Required action: Search the records for the string "BlePal". Copy each line where it occurs.

Collected data entries

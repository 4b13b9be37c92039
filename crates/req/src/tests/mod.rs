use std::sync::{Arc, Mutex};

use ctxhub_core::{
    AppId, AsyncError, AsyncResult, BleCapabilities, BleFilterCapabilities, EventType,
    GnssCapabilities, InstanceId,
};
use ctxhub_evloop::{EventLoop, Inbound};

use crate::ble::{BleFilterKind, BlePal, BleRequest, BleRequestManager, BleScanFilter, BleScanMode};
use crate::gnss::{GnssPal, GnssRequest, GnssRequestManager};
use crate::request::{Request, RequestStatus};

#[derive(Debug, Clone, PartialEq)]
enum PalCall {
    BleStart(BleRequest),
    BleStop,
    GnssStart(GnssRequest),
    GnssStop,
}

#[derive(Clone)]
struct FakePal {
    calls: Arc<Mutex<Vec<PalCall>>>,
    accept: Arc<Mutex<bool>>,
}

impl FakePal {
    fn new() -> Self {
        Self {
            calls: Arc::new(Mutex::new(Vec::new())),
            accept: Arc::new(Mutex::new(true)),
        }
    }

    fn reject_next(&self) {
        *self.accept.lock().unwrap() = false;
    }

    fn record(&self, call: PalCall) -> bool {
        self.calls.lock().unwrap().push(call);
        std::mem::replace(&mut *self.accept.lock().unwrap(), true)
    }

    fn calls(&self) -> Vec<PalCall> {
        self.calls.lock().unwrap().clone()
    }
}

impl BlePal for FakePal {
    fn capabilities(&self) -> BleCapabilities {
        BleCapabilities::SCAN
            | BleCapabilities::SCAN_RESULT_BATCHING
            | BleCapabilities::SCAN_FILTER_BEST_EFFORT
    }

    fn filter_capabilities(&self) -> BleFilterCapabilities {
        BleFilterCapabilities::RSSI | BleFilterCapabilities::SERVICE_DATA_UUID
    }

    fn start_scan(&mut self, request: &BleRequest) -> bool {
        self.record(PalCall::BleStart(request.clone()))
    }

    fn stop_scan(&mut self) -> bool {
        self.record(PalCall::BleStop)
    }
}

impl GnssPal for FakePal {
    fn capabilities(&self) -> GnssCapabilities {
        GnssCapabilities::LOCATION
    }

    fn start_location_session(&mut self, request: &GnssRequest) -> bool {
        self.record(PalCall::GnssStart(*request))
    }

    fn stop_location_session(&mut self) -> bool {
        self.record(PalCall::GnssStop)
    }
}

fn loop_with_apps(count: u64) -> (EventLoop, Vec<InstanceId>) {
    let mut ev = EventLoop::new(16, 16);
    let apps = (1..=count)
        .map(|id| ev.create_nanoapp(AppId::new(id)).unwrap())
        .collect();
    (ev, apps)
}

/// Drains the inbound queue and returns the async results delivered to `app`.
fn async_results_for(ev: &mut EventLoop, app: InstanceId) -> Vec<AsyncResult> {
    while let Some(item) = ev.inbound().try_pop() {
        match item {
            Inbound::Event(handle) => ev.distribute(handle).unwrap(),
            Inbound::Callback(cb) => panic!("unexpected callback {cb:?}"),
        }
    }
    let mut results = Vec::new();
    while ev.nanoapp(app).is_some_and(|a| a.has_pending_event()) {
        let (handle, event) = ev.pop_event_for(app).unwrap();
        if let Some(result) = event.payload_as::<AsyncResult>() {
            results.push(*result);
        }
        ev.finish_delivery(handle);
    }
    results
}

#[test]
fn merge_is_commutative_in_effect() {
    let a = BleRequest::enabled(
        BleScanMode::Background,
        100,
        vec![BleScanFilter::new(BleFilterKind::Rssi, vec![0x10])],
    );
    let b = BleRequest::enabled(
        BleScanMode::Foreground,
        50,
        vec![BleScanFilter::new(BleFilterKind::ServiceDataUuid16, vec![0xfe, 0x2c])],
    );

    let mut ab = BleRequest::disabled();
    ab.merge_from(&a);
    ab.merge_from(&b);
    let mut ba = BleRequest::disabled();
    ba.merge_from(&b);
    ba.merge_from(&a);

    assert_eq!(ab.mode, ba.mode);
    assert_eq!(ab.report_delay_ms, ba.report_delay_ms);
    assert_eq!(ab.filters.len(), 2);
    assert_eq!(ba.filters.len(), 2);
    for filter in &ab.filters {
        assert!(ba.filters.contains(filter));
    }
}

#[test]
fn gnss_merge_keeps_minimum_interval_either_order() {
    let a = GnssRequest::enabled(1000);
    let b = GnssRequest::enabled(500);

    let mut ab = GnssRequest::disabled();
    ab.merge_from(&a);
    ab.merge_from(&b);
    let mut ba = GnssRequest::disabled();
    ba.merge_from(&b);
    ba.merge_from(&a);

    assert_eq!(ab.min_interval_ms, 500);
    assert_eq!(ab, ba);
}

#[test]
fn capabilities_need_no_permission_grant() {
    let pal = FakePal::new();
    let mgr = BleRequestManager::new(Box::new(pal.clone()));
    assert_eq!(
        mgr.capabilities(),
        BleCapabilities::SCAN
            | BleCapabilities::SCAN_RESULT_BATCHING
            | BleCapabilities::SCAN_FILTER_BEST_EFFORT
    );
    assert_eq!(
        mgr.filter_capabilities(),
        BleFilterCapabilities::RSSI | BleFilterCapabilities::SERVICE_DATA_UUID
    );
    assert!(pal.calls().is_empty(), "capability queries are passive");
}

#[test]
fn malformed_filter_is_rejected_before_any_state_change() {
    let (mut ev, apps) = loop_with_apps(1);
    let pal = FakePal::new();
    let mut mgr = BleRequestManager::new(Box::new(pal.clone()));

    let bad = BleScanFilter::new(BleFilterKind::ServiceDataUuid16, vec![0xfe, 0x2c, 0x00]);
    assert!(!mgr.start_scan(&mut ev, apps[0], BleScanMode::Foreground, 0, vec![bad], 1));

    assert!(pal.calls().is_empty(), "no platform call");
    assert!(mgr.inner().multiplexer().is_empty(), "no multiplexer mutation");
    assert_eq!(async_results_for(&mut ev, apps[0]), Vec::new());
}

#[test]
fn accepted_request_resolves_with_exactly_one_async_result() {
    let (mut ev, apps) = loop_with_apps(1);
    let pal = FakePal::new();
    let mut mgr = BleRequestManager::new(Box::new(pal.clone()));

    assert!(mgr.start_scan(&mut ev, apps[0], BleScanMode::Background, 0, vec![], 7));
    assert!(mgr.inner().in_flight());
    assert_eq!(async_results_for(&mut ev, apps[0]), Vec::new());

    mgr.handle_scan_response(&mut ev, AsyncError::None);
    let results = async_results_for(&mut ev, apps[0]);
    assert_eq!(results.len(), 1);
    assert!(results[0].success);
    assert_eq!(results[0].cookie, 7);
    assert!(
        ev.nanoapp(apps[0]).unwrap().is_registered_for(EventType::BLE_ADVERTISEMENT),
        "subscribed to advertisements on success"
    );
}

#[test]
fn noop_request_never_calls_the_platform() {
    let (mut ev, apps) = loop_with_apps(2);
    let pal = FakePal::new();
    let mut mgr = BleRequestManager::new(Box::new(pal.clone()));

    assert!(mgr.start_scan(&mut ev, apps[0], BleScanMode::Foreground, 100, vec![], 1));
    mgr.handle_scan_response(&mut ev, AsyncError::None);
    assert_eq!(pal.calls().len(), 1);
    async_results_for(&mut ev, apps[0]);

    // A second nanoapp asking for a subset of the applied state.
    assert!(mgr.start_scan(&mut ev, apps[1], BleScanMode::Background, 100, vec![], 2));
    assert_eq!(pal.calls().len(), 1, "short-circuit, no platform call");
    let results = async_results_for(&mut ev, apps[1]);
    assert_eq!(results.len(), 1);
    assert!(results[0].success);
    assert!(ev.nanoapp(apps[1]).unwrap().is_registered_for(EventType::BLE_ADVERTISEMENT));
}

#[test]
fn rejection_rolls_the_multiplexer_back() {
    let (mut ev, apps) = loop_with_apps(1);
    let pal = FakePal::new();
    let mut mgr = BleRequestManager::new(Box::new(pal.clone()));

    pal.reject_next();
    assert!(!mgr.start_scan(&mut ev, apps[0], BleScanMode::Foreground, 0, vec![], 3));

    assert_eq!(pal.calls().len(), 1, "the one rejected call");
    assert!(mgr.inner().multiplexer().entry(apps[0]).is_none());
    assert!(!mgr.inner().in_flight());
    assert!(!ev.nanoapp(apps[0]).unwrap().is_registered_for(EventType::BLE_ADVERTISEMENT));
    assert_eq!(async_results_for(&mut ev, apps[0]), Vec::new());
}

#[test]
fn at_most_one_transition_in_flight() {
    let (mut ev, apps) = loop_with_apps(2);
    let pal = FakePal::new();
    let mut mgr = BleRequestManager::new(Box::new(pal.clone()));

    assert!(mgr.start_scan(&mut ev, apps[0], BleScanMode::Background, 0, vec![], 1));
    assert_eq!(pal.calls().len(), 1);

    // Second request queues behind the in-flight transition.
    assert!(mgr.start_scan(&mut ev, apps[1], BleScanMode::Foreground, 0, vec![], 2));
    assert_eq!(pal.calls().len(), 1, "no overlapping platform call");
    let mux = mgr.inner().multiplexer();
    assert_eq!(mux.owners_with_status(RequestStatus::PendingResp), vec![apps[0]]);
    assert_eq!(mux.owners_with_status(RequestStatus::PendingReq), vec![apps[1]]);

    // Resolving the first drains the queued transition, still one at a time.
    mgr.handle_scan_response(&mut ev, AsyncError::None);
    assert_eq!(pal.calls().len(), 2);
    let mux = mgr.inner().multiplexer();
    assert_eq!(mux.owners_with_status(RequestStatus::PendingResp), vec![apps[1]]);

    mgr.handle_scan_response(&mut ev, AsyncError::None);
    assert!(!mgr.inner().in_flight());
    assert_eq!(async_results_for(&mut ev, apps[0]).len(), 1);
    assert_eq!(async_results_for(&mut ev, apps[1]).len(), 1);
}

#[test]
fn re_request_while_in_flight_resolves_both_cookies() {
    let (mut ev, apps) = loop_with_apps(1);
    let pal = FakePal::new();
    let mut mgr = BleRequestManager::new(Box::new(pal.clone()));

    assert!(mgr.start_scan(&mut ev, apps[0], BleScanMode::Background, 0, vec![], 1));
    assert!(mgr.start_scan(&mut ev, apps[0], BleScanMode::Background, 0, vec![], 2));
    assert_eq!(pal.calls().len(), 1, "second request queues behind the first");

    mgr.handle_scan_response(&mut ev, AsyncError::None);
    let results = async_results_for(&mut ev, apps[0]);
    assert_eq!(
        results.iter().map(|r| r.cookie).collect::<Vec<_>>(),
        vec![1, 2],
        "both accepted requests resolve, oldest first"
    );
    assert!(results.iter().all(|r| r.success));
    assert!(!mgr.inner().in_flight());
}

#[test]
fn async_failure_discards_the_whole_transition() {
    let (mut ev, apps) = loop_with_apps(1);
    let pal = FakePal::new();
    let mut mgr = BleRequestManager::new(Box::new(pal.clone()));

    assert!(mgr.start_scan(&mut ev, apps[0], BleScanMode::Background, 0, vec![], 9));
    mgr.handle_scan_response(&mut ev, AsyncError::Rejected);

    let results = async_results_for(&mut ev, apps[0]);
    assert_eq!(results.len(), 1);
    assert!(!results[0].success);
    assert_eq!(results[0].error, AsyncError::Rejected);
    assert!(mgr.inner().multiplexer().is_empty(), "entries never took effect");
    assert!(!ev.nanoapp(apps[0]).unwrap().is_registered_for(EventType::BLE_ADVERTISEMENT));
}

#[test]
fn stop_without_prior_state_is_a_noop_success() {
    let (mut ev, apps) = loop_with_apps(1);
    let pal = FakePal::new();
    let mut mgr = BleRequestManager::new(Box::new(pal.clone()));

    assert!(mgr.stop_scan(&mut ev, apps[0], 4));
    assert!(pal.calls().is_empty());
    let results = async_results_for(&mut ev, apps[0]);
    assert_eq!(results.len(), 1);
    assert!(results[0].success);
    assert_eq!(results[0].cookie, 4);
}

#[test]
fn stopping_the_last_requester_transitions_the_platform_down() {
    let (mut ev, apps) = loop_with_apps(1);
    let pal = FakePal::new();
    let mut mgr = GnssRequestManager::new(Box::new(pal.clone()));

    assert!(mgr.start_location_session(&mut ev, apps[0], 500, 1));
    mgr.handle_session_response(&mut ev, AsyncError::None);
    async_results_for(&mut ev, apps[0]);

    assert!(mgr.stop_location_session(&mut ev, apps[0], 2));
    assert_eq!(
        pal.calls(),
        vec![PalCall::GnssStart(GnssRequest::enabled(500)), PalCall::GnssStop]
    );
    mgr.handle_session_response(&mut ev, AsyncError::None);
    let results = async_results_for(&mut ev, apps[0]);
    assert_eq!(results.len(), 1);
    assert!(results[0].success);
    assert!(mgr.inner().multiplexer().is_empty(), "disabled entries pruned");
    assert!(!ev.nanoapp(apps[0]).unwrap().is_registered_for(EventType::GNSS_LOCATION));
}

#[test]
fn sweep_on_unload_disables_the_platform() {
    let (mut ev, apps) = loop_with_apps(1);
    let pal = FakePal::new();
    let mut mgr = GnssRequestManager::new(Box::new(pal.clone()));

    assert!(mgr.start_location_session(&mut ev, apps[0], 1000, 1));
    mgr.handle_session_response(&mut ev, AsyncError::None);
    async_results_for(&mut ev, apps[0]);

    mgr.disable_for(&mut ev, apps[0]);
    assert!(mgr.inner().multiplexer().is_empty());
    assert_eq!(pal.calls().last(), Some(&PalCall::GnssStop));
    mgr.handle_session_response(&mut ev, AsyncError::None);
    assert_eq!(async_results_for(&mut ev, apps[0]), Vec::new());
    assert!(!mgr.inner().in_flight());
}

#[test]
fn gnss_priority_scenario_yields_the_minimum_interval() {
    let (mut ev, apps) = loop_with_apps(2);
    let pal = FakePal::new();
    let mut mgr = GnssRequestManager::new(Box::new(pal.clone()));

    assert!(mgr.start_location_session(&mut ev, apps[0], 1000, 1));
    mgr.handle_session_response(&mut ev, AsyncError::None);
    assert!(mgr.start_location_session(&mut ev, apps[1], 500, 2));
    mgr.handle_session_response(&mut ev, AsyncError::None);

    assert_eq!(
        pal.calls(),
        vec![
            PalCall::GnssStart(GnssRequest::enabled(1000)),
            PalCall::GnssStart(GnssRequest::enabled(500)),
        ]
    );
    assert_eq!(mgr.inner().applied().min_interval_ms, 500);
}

Answer to the problem:
use crate::ble::{BleFilterKind, BlePal, BleRequest, BleRequestManager, BleScanFilter, BleScanMode};
impl BlePal for FakePal {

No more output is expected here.